> DATA FOR REVIEW

=== Begin Enclosure ===

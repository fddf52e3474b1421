//! Unified application error type.
//!
//! Aggregates the per-layer errors so a frontend can hold one error type
//! and turn any failure into a displayable message. Every failure path
//! returns control to the caller; nothing here is fatal to the process.

use thiserror::Error;

use crate::api::ApiError;
use crate::checkout::CheckoutError;
use crate::config::ConfigError;

/// Application-level error for storefront frontends.
#[derive(Debug, Error)]
pub enum AppError {
    /// Configuration loading failed.
    #[error("Config error: {0}")]
    Config(#[from] ConfigError),

    /// A remote service call failed.
    #[error("API error: {0}")]
    Api(#[from] ApiError),

    /// Checkout submission failed.
    #[error("Checkout error: {0}")]
    Checkout(#[from] CheckoutError),

    /// Local I/O failed (e.g., opening the data directory).
    #[error("I/O error: {0}")]
    Io(#[from] std::io::Error),

    /// User-supplied input failed validation before any network call.
    #[error("Invalid input: {0}")]
    InvalidInput(String),
}

impl From<shopfront_core::EmailError> for AppError {
    fn from(e: shopfront_core::EmailError) -> Self {
        Self::InvalidInput(e.to_string())
    }
}

impl AppError {
    /// Message suitable for direct display to the user.
    ///
    /// Service-supplied messages are surfaced verbatim; everything else
    /// gets a terse description rather than internals.
    #[must_use]
    pub fn display_message(&self) -> String {
        match self {
            Self::Config(e) => e.to_string(),
            Self::Api(e) => e
                .service_message()
                .map_or_else(|| e.to_string(), std::borrow::ToOwned::to_owned),
            Self::Checkout(e) => e.display_message(),
            Self::Io(_) => "Local storage is unavailable.".to_owned(),
            Self::InvalidInput(message) => message.clone(),
        }
    }
}

/// Result type alias for [`AppError`].
pub type Result<T> = std::result::Result<T, AppError>;

#[cfg(test)]
mod tests {
    use super::*;

    #[test]
    fn test_service_message_is_surfaced_verbatim() {
        let err = AppError::Api(ApiError::Service {
            status: 401,
            message: Some("Invalid username or password".to_owned()),
        });
        assert_eq!(err.display_message(), "Invalid username or password");
    }

    #[test]
    fn test_checkout_errors_delegate() {
        let err = AppError::Checkout(CheckoutError::EmptyCart);
        assert_eq!(err.display_message(), "Your cart is empty.");
    }

    #[test]
    fn test_io_errors_stay_generic() {
        let err = AppError::Io(std::io::Error::other("disk on fire"));
        assert_eq!(err.display_message(), "Local storage is unavailable.");
    }
}
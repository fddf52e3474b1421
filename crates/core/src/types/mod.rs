//! Core types for Shopfront.
//!
//! This module provides type-safe wrappers for common domain concepts.

pub mod email;
pub mod id;

pub use email::{Email, EmailError};
pub use id::*;
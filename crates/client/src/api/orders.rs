//! Order endpoint wrappers.
//!
//! All order endpoints require the bearer token; the order service resolves
//! the purchasing user from it.

use tracing::instrument;

use shopfront_core::order::{Order, OrderRequest};
use shopfront_core::types::OrderId;

use super::{ApiClient, ApiError};

impl ApiClient {
    /// Submit an order. Prices are recomputed server-side from the
    /// submitted `{ productId, quantity }` pairs.
    #[instrument(skip(self, request), fields(lines = request.items.len()))]
    pub async fn create_order(&self, request: &OrderRequest) -> Result<Order, ApiError> {
        self.post_json("/orders", request, true).await
    }

    /// Order history for the authenticated user.
    #[instrument(skip(self))]
    pub async fn my_orders(&self) -> Result<Vec<Order>, ApiError> {
        self.get_json("/orders/my-orders", &[]).await
    }

    /// Fetch a single order by id.
    #[instrument(skip(self))]
    pub async fn order(&self, id: OrderId) -> Result<Order, ApiError> {
        self.get_json(&format!("/orders/{id}"), &[]).await
    }
}
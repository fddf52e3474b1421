//! Checkout submission against a stubbed order service.

use std::sync::Arc;

use httptest::{
    Expectation, Server, all_of,
    matchers::{contains, eq, json_decoded, lowercase, request},
    responders::{json_encoded, status_code},
};
use rust_decimal::Decimal;
use serde_json::json;

use shopfront_client::cart::ProductSnapshot;
use shopfront_client::checkout::{self, CheckoutError, ShippingForm};
use shopfront_client::storage::{MemoryStorage, Storage, keys};
use shopfront_core::types::ProductId;
use shopfront_integration_tests::{order_json, test_app, test_app_with_storage};

fn snapshot(id: i64, price: &str, name: &str) -> ProductSnapshot {
    ProductSnapshot {
        id: ProductId::new(id),
        name: name.to_owned(),
        price: price.parse().expect("valid decimal"),
        image_url: format!("https://cdn.example.com/{id}.jpg"),
        category_name: "General".to_owned(),
        stock_quantity: 10,
    }
}

fn shipping_form() -> ShippingForm {
    ShippingForm {
        first_name: "Jane".to_owned(),
        last_name: "Doe".to_owned(),
        address: "1 Main St".to_owned(),
        city: "Springfield".to_owned(),
        state: "IL".to_owned(),
        zip_code: "62704".to_owned(),
        phone: "555-0100".to_owned(),
    }
}

/// Storage pre-seeded with a logged-in session.
fn logged_in_storage() -> Arc<dyn Storage> {
    let storage: Arc<dyn Storage> = Arc::new(MemoryStorage::new());
    storage.set(keys::TOKEN, "tok-checkout");
    storage.set(
        keys::USER,
        &json!({
            "id": 1,
            "username": "jdoe",
            "email": "jdoe@example.com",
            "firstName": "Jane",
            "lastName": "Doe",
            "role": "ROLE_USER"
        })
        .to_string(),
    );
    storage
}

#[tokio::test]
async fn accepted_order_clears_cart_and_persisted_slot() {
    let server = Server::run();
    server.expect(
        Expectation::matching(all_of![
            request::method_path("POST", "/orders"),
            request::headers(contains((lowercase("authorization"), "Bearer tok-checkout"))),
            request::body(json_decoded(eq(json!({
                "items": [{"productId": 3, "quantity": 2}],
                "shippingAddress": "Jane Doe, 1 Main St, Springfield, IL 62704"
            })))),
        ])
        .respond_with(json_encoded(order_json(12, 53.19))),
    );

    let mut app = test_app_with_storage(&server.url_str("/"), logged_in_storage());
    app.cart.add(snapshot(3, "20.00", "Walnut Desk"), 2);
    assert_eq!(app.cart.total_items(), 2);

    let order = checkout::place_order(&app.api, &app.session, &mut app.cart, &shipping_form())
        .await
        .expect("order accepted");

    assert_eq!(order.id.as_i64(), 12);
    assert_eq!(app.cart.total_items(), 0);
    assert_eq!(app.storage.get(keys::CART).as_deref(), Some("[]"));
}

#[tokio::test]
async fn rejected_order_preserves_cart_and_surfaces_service_message() {
    let server = Server::run();
    server.expect(
        Expectation::matching(request::method_path("POST", "/orders")).respond_with(
            status_code(400).body(r#"{"message":"Insufficient stock for product: Walnut Desk"}"#),
        ),
    );

    let mut app = test_app_with_storage(&server.url_str("/"), logged_in_storage());
    app.cart.add(snapshot(3, "20.00", "Walnut Desk"), 2);

    let err = checkout::place_order(&app.api, &app.session, &mut app.cart, &shipping_form())
        .await
        .expect_err("order rejected");

    assert_eq!(
        err.display_message(),
        "Insufficient stock for product: Walnut Desk"
    );
    // Cart untouched, ready for retry.
    assert_eq!(app.cart.total_items(), 2);
    assert_eq!(app.cart.total_price(), "40.00".parse::<Decimal>().expect("decimal"));
}

#[tokio::test]
async fn rejection_without_body_message_falls_back_to_generic_text() {
    let server = Server::run();
    server.expect(
        Expectation::matching(request::method_path("POST", "/orders"))
            .respond_with(status_code(500)),
    );

    let mut app = test_app_with_storage(&server.url_str("/"), logged_in_storage());
    app.cart.add(snapshot(3, "20.00", "Walnut Desk"), 1);

    let err = checkout::place_order(&app.api, &app.session, &mut app.cart, &shipping_form())
        .await
        .expect_err("order rejected");

    assert_eq!(err.display_message(), "Failed to place order. Please try again.");
    assert_eq!(app.cart.total_items(), 1);
}

#[tokio::test]
async fn empty_cart_short_circuits_without_any_network_call() {
    let server = Server::run();
    // No expectations registered: any request would fail the test.

    let mut app = test_app_with_storage(&server.url_str("/"), logged_in_storage());
    let err = checkout::place_order(&app.api, &app.session, &mut app.cart, &shipping_form())
        .await
        .expect_err("empty cart rejected locally");

    assert!(matches!(err, CheckoutError::EmptyCart));
}

#[tokio::test]
async fn unauthenticated_checkout_is_rejected_locally() {
    let server = Server::run();

    let mut app = test_app(&server.url_str("/"));
    app.cart.add(snapshot(3, "20.00", "Walnut Desk"), 1);

    let err = checkout::place_order(&app.api, &app.session, &mut app.cart, &shipping_form())
        .await
        .expect_err("must be logged in");

    assert!(matches!(err, CheckoutError::NotAuthenticated));
    assert_eq!(app.cart.total_items(), 1);
}
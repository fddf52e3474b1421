//! Identity endpoint wrappers.

use tracing::instrument;

use shopfront_core::auth::{JwtResponse, LoginRequest, MessageResponse, SignupRequest};

use super::{ApiClient, ApiError};

impl ApiClient {
    /// Exchange credentials for a bearer token and identity snapshot.
    #[instrument(skip(self, credentials), fields(username = %credentials.username))]
    pub async fn signin(&self, credentials: &LoginRequest) -> Result<JwtResponse, ApiError> {
        self.post_json("/auth/signin", credentials, false).await
    }

    /// Register a new account. The caller must still sign in afterwards.
    #[instrument(skip(self, new_user), fields(username = %new_user.username))]
    pub async fn signup(&self, new_user: &SignupRequest) -> Result<MessageResponse, ApiError> {
        self.post_json("/auth/signup", new_user, false).await
    }
}
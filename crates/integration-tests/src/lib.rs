//! Shared helpers for Shopfront integration tests.
//!
//! Tests run the real client stack (API client, session manager, cart
//! manager, storage) against an `httptest` server standing in for the
//! remote REST API.

#![cfg_attr(not(test), forbid(unsafe_code))]

use std::sync::Arc;

use serde_json::json;

use shopfront_client::api::ApiClient;
use shopfront_client::cart::CartManager;
use shopfront_client::config::ClientConfig;
use shopfront_client::session::SessionManager;
use shopfront_client::storage::{MemoryStorage, Storage};

/// The full client stack wired to one storage instance.
pub struct TestApp {
    pub api: ApiClient,
    pub session: SessionManager,
    pub cart: CartManager,
    pub storage: Arc<dyn Storage>,
}

/// Build a client stack over in-memory storage, pointed at `base_url`.
///
/// # Panics
///
/// Panics when the stub server URL is not a valid base URL; that is a bug
/// in the test itself.
#[must_use]
pub fn test_app(base_url: &str) -> TestApp {
    let storage: Arc<dyn Storage> = Arc::new(MemoryStorage::new());
    test_app_with_storage(base_url, storage)
}

/// Build a client stack over the given storage (used for restart tests).
///
/// # Panics
///
/// Panics when the stub server URL is not a valid base URL.
#[must_use]
pub fn test_app_with_storage(base_url: &str, storage: Arc<dyn Storage>) -> TestApp {
    let config =
        ClientConfig::new(base_url, "unused-data-dir").expect("stub server URL must be valid");
    let api = ApiClient::new(&config, Arc::clone(&storage)).expect("client must build");

    let mut session = SessionManager::new(api.clone(), Arc::clone(&storage));
    session.bootstrap();

    let mut cart = CartManager::new(Arc::clone(&storage));
    cart.restore();

    TestApp {
        api,
        session,
        cart,
        storage,
    }
}

/// JWT response body as the identity service sends it.
#[must_use]
pub fn jwt_response_json(token: &str) -> serde_json::Value {
    json!({
        "token": token,
        "type": "Bearer",
        "id": 1,
        "username": "jdoe",
        "email": "jdoe@example.com",
        "firstName": "Jane",
        "lastName": "Doe",
        "role": "ROLE_USER"
    })
}

/// Catalog product body with the envelope fields the service includes.
#[must_use]
pub fn product_json(id: i64, name: &str, price: f64, stock: u32) -> serde_json::Value {
    json!({
        "id": id,
        "name": name,
        "description": format!("{name} description"),
        "price": price,
        "stockQuantity": stock,
        "imageUrl": format!("https://cdn.example.com/{id}.jpg"),
        "category": {
            "id": 1,
            "name": "General",
            "description": "Everything",
            "createdAt": "2024-01-01T10:00:00",
            "updatedAt": "2024-01-01T10:00:00"
        },
        "createdAt": "2024-01-02T09:30:00",
        "updatedAt": "2024-01-02T09:30:00",
        "orderItems": []
    })
}

/// Order record as the order service returns it after acceptance.
#[must_use]
pub fn order_json(id: i64, total: f64) -> serde_json::Value {
    json!({
        "id": id,
        "user": null,
        "orderItems": [],
        "totalAmount": total,
        "status": "PENDING",
        "createdAt": "2024-03-01T12:00:00",
        "updatedAt": "2024-03-01T12:00:00"
    })
}
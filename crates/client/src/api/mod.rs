//! REST API client for the remote storefront services.
//!
//! One client covers the three consumed contracts: identity
//! (`/auth/*`), catalog (`/products`, `/categories`), and orders
//! (`/orders`). Requests attach the persisted bearer token when one is
//! present, except for signin/signup which are anonymous by definition.
//!
//! Catalog reads are cached in-process via `moka` (5-minute TTL).

mod auth;
mod cache;
mod catalog;
mod orders;

pub use catalog::{ProductQuery, SortDirection};

use std::sync::Arc;
use std::time::Duration;

use moka::future::Cache;
use serde::Serialize;
use serde::de::DeserializeOwned;
use thiserror::Error;

use shopfront_core::auth::MessageResponse;

use crate::config::ClientConfig;
use crate::storage::{Storage, keys};
use cache::{CacheKey, CacheValue};

/// Errors that can occur when calling the remote services.
#[derive(Debug, Error)]
pub enum ApiError {
    /// HTTP transport failed.
    #[error("HTTP error: {0}")]
    Http(#[from] reqwest::Error),

    /// The service rejected the request.
    #[error("{}", display_service_error(*.status, .message.as_deref()))]
    Service {
        /// HTTP status code.
        status: u16,
        /// `message` field from the response body, if the service sent one.
        message: Option<String>,
    },

    /// Resource not found.
    #[error("Not found: {0}")]
    NotFound(String),

    /// Response body did not parse.
    #[error("JSON parse error: {0}")]
    Parse(#[from] serde_json::Error),

    /// Client construction failed.
    #[error("Failed to build HTTP client: {0}")]
    Build(String),
}

impl ApiError {
    /// The displayable message from the service response, if any.
    ///
    /// Callers surface this verbatim when present and fall back to their
    /// own generic message otherwise.
    #[must_use]
    pub fn service_message(&self) -> Option<&str> {
        match self {
            Self::Service { message, .. } => message.as_deref(),
            _ => None,
        }
    }
}

fn display_service_error(status: u16, message: Option<&str>) -> String {
    message.map_or_else(
        || format!("Service error (HTTP {status})"),
        std::borrow::ToOwned::to_owned,
    )
}

/// Client for the storefront REST API.
///
/// Cheaply cloneable via `Arc`; shared by the session manager and any
/// presentation layer.
#[derive(Clone)]
pub struct ApiClient {
    inner: Arc<ApiClientInner>,
}

struct ApiClientInner {
    client: reqwest::Client,
    base_url: String,
    storage: Arc<dyn Storage>,
    cache: Cache<CacheKey, CacheValue>,
}

impl ApiClient {
    /// Create a new API client.
    ///
    /// The bearer token is read from `storage` on every request, so a
    /// login that persists a new token takes effect immediately without
    /// rebuilding the client.
    ///
    /// # Errors
    ///
    /// Returns [`ApiError::Build`] if the underlying HTTP client cannot be
    /// constructed.
    pub fn new(config: &ClientConfig, storage: Arc<dyn Storage>) -> Result<Self, ApiError> {
        let client = reqwest::Client::builder()
            .timeout(config.http_timeout)
            .build()
            .map_err(|e| ApiError::Build(e.to_string()))?;

        let cache = Cache::builder()
            .max_capacity(1000)
            .time_to_live(Duration::from_secs(300)) // 5 minutes
            .build();

        Ok(Self {
            inner: Arc::new(ApiClientInner {
                client,
                base_url: config.api_base_url.as_str().trim_end_matches('/').to_owned(),
                storage,
                cache,
            }),
        })
    }

    fn endpoint(&self, path: &str) -> String {
        format!("{}{path}", self.inner.base_url)
    }

    /// Current persisted bearer token, if any.
    fn bearer_token(&self) -> Option<String> {
        self.inner.storage.get(keys::TOKEN)
    }

    /// Execute a GET request with the bearer token attached when present.
    async fn get_json<T: DeserializeOwned>(
        &self,
        path: &str,
        query: &[(&str, String)],
    ) -> Result<T, ApiError> {
        let mut request = self.inner.client.get(self.endpoint(path));
        if !query.is_empty() {
            request = request.query(query);
        }
        if let Some(token) = self.bearer_token() {
            request = request.bearer_auth(token);
        }

        let response = request.send().await?;
        self.read_json(path, response).await
    }

    /// Execute a POST request.
    ///
    /// `authenticated` controls bearer attachment; signin/signup are the
    /// only anonymous endpoints.
    async fn post_json<B: Serialize + ?Sized, T: DeserializeOwned>(
        &self,
        path: &str,
        body: &B,
        authenticated: bool,
    ) -> Result<T, ApiError> {
        let mut request = self.inner.client.post(self.endpoint(path)).json(body);
        if authenticated
            && let Some(token) = self.bearer_token()
        {
            request = request.bearer_auth(token);
        }

        let response = request.send().await?;
        self.read_json(path, response).await
    }

    /// Map a response to a typed body, extracting the service's error
    /// message on failure.
    async fn read_json<T: DeserializeOwned>(
        &self,
        path: &str,
        response: reqwest::Response,
    ) -> Result<T, ApiError> {
        let status = response.status();

        // Read the body as text first for better error diagnostics.
        let body = response.text().await?;

        if status == reqwest::StatusCode::NOT_FOUND {
            return Err(ApiError::NotFound(path.to_owned()));
        }

        if !status.is_success() {
            let message = serde_json::from_str::<MessageResponse>(&body)
                .ok()
                .map(|m| m.message);
            tracing::warn!(
                path,
                status = status.as_u16(),
                body = %body.chars().take(200).collect::<String>(),
                "Service returned non-success status"
            );
            return Err(ApiError::Service {
                status: status.as_u16(),
                message,
            });
        }

        Ok(serde_json::from_str(&body)?)
    }
}

#[cfg(test)]
#[allow(clippy::unwrap_used)]
mod tests {
    use super::*;

    #[test]
    fn test_service_error_prefers_body_message() {
        let err = ApiError::Service {
            status: 400,
            message: Some("Insufficient stock for product: Walnut Desk".to_owned()),
        };
        assert_eq!(
            err.to_string(),
            "Insufficient stock for product: Walnut Desk"
        );
        assert_eq!(
            err.service_message(),
            Some("Insufficient stock for product: Walnut Desk")
        );
    }

    #[test]
    fn test_service_error_generic_fallback() {
        let err = ApiError::Service {
            status: 500,
            message: None,
        };
        assert_eq!(err.to_string(), "Service error (HTTP 500)");
        assert_eq!(err.service_message(), None);
    }

    #[test]
    fn test_not_found_has_no_service_message() {
        let err = ApiError::NotFound("/products/99".to_owned());
        assert_eq!(err.service_message(), None);
    }
}
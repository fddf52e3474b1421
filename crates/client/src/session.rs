//! Session state manager.
//!
//! Holds the current user identity and bearer token, bootstraps them from
//! durable storage at startup, and keeps storage in sync on login/logout.
//! Invariant: user and token are both present or both absent, never
//! partially set.
//!
//! The bearer token is wrapped in [`SecretString`] in memory so it stays
//! out of `Debug` output; at rest it lives in the plain-text token slot
//! (localStorage semantics).

use std::fmt;
use std::sync::Arc;

use secrecy::{ExposeSecret, SecretString};
use tracing::instrument;

use shopfront_core::auth::{LoginRequest, SignupRequest, User};

use crate::api::{ApiClient, ApiError};
use crate::storage::{Storage, keys};

/// Callback invoked after every session state change with the new
/// identity (`None` when logged out).
pub type SessionSubscriber = Box<dyn Fn(Option<&User>) + Send + Sync>;

/// Current-user identity plus bearer credential, mirrored to storage.
pub struct SessionManager {
    api: ApiClient,
    storage: Arc<dyn Storage>,
    user: Option<User>,
    token: Option<SecretString>,
    subscribers: Vec<SessionSubscriber>,
}

impl fmt::Debug for SessionManager {
    fn fmt(&self, f: &mut fmt::Formatter<'_>) -> fmt::Result {
        f.debug_struct("SessionManager")
            .field("user", &self.user)
            .field("token", &self.token.as_ref().map(|_| "[REDACTED]"))
            .finish_non_exhaustive()
    }
}

impl SessionManager {
    /// Create an empty (unauthenticated) session.
    #[must_use]
    pub fn new(api: ApiClient, storage: Arc<dyn Storage>) -> Self {
        Self {
            api,
            storage,
            user: None,
            token: None,
            subscribers: Vec::new(),
        }
    }

    /// Restore a persisted session, if both slots are present and parse.
    ///
    /// Runs once at startup; no network call. A lone token or a lone user
    /// snapshot leaves the session unauthenticated.
    #[instrument(skip(self))]
    pub fn bootstrap(&mut self) {
        let stored_token = self.storage.get(keys::TOKEN);
        let stored_user = self.storage.get(keys::USER);

        let (Some(token), Some(user_json)) = (stored_token, stored_user) else {
            return;
        };

        match serde_json::from_str::<User>(&user_json) {
            Ok(user) => {
                tracing::debug!(username = %user.username, "Restored persisted session");
                self.user = Some(user);
                self.token = Some(SecretString::from(token));
                self.notify();
            }
            Err(e) => {
                tracing::warn!(error = %e, "Persisted user snapshot did not parse; staying logged out");
            }
        }
    }

    /// Sign in against the identity service.
    ///
    /// On success the in-memory session is replaced wholesale and both
    /// storage slots are rewritten. On failure the prior session state is
    /// left untouched.
    ///
    /// # Errors
    ///
    /// Propagates the transport/validation error from the identity service.
    #[instrument(skip(self, credentials), fields(username = %credentials.username))]
    pub async fn login(&mut self, credentials: &LoginRequest) -> Result<User, ApiError> {
        let response = self.api.signin(credentials).await?;

        let token = response.token.clone();
        let user = response.into_user();

        // Persist before exposing the new state; the API client reads the
        // token slot on every subsequent request.
        self.storage.set(keys::TOKEN, &token);
        match serde_json::to_string(&user) {
            Ok(json) => self.storage.set(keys::USER, &json),
            Err(e) => tracing::warn!(error = %e, "Failed to serialize user snapshot"),
        }

        self.token = Some(SecretString::from(token));
        self.user = Some(user.clone());
        self.notify();

        Ok(user)
    }

    /// Register a new account. Does not mutate session state; the user
    /// must still log in.
    ///
    /// # Errors
    ///
    /// Propagates the transport/validation error from the identity service.
    #[instrument(skip(self, new_user), fields(username = %new_user.username))]
    pub async fn register(&self, new_user: &SignupRequest) -> Result<String, ApiError> {
        let response = self.api.signup(new_user).await?;
        Ok(response.message)
    }

    /// Clear the session and remove both storage slots.
    ///
    /// Always succeeds; no network effect.
    #[instrument(skip(self))]
    pub fn logout(&mut self) {
        self.user = None;
        self.token = None;
        self.storage.remove(keys::TOKEN);
        self.storage.remove(keys::USER);
        self.notify();
    }

    /// True iff a user is currently set.
    #[must_use]
    pub const fn is_authenticated(&self) -> bool {
        self.user.is_some()
    }

    /// The logged-in user, if any.
    #[must_use]
    pub const fn current_user(&self) -> Option<&User> {
        self.user.as_ref()
    }

    /// The in-memory bearer token, if any.
    #[must_use]
    pub fn token(&self) -> Option<&str> {
        self.token.as_ref().map(ExposeSecret::expose_secret)
    }

    /// Register a subscriber notified after every state change.
    pub fn subscribe(&mut self, subscriber: SessionSubscriber) {
        self.subscribers.push(subscriber);
    }

    fn notify(&self) {
        for subscriber in &self.subscribers {
            subscriber(self.user.as_ref());
        }
    }
}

=== End Enclosure ===

> DIRECTIONS FOR THIS TASK
Give the exact lines, and only those, from the line containing "Result type alias" through the line containing "filename crates/client/src/api/orders.rs" in the entries above.

> RESULT
/// Result type alias for [`AppError`].
pub type Result<T> = std::result::Result<T, AppError>;

#[cfg(test)]
mod tests {
    use super::*;

    #[test]
    fn test_service_message_is_surfaced_verbatim() {
        let err = AppError::Api(ApiError::Service {
            status: 401,
            message: Some("Invalid username or password".to_owned()),
        });
        assert_eq!(err.display_message(), "Invalid username or password");
    }

    #[test]
    fn test_checkout_errors_delegate() {
        let err = AppError::Checkout(CheckoutError::EmptyCart);
        assert_eq!(err.display_message(), "Your cart is empty.");
    }

    #[test]
    fn test_io_errors_stay_generic() {
        let err = AppError::Io(std::io::Error::other("disk on fire"));
        assert_eq!(err.display_message(), "Local storage is unavailable.");
    }
}
repository fddf52e3474b1421
filename crates/core/src/types/mod.rs
//! Core types for Shopfront.
//!
//! This module provides type-safe wrappers for common domain concepts.

pub mod email;
pub mod id;

pub use email::{Email, EmailError};
pub use id::*;
filename crates/client/src/api/orders.rs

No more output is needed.